------ Supplied material

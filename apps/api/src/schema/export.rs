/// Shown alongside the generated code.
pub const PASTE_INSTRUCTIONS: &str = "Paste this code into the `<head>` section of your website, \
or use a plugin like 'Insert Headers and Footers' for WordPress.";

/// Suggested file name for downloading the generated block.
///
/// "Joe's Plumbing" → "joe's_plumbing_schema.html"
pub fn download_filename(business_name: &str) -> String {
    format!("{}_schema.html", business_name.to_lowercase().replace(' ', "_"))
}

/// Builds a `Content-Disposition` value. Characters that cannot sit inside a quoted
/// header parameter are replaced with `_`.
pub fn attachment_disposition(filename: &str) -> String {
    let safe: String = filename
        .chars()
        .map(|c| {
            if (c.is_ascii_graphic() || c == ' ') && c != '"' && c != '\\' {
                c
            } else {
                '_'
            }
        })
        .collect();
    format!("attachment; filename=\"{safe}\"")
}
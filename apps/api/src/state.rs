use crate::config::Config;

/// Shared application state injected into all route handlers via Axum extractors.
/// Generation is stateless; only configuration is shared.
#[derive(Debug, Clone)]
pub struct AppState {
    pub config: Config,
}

------------
------ Supplied material

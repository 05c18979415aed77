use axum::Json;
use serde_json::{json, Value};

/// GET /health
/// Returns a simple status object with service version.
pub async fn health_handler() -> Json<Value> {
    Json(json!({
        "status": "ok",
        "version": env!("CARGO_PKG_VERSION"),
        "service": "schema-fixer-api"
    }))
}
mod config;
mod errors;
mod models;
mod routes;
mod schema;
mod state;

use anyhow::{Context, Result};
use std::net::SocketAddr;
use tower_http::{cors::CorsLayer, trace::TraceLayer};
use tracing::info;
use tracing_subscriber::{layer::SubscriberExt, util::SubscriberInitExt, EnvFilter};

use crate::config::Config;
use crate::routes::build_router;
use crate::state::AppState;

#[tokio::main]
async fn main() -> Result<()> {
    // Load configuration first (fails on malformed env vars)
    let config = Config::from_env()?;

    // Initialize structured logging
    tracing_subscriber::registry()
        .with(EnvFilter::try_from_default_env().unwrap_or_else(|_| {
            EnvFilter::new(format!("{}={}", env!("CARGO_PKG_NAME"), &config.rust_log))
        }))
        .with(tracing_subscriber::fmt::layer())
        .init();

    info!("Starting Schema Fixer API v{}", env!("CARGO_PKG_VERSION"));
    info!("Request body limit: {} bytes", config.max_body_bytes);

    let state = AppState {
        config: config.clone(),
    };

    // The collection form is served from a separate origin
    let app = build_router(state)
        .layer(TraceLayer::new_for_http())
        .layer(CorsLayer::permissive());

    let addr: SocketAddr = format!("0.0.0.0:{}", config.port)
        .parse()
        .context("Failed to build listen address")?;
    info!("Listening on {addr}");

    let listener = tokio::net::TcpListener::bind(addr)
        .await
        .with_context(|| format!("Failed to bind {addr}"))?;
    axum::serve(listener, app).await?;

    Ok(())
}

------------

How to complete this task:
Whichever lines of the records above hold the word "Failed" should all be copied out.

Written response:
        .context("Failed to build listen address")?;
        .with_context(|| format!("Failed to bind {addr}"))?;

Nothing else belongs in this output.